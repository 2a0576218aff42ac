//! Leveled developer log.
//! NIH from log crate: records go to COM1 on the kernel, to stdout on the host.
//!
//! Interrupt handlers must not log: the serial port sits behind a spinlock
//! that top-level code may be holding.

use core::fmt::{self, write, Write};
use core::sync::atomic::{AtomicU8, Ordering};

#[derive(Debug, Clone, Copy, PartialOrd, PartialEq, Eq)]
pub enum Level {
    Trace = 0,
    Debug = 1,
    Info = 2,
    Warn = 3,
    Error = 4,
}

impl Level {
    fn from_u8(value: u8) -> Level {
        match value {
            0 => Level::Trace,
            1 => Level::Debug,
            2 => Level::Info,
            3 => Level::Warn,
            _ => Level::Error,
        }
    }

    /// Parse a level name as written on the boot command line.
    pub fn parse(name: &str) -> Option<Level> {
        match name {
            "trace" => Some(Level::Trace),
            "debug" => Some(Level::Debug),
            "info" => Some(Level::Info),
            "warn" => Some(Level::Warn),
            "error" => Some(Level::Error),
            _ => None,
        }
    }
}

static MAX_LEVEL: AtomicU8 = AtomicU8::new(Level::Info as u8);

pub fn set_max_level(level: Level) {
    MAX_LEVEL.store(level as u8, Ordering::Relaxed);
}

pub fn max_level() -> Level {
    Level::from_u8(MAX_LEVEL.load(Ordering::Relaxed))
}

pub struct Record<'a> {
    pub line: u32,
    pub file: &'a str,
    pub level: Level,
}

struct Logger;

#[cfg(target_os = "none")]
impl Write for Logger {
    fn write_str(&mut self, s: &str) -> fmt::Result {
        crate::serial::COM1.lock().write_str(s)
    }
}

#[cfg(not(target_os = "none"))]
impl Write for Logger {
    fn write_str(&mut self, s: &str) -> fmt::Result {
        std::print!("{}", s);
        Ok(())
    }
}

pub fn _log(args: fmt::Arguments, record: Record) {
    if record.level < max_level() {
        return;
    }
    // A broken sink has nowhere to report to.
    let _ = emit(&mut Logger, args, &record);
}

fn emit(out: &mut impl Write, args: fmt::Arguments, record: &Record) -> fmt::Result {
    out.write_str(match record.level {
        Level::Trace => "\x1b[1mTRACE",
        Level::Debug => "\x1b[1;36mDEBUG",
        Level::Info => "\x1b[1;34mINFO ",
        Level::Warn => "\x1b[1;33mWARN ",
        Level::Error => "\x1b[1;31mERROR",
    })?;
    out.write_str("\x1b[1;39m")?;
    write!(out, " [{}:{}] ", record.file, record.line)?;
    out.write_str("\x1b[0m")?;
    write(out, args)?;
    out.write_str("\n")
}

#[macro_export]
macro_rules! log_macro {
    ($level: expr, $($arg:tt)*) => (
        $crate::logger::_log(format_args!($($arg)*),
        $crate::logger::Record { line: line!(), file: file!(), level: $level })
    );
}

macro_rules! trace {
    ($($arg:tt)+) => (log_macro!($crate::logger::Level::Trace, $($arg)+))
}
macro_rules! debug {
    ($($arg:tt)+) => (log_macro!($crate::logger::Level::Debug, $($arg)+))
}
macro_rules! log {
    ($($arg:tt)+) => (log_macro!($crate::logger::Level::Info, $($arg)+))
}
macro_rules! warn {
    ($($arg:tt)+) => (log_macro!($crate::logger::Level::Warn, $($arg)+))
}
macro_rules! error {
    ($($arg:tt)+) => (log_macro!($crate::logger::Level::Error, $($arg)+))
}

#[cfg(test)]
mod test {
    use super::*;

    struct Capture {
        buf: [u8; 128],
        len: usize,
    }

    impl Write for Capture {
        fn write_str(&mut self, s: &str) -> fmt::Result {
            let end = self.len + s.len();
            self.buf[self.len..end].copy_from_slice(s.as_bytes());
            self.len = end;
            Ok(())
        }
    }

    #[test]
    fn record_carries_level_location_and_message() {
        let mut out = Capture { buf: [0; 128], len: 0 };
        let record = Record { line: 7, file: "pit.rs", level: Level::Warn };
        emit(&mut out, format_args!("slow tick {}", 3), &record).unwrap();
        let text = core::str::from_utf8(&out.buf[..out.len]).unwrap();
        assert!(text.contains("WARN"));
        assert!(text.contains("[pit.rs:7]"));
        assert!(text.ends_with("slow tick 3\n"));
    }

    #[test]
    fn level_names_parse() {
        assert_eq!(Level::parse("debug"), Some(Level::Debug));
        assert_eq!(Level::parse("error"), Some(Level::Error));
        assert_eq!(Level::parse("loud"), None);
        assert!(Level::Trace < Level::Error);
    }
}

_Your instructions_. Only an exact copy of the listing above, from its first line up to and including the line with "may be holding.", counts as the answer.

_Solution to this problem_.
repository 2a0576218aff42ac
//! Leveled developer log.
//! NIH from log crate: records go to COM1 on the kernel, to stdout on the host.
//!
//! Interrupt handlers must not log: the serial port sits behind a spinlock
//! that top-level code may be holding.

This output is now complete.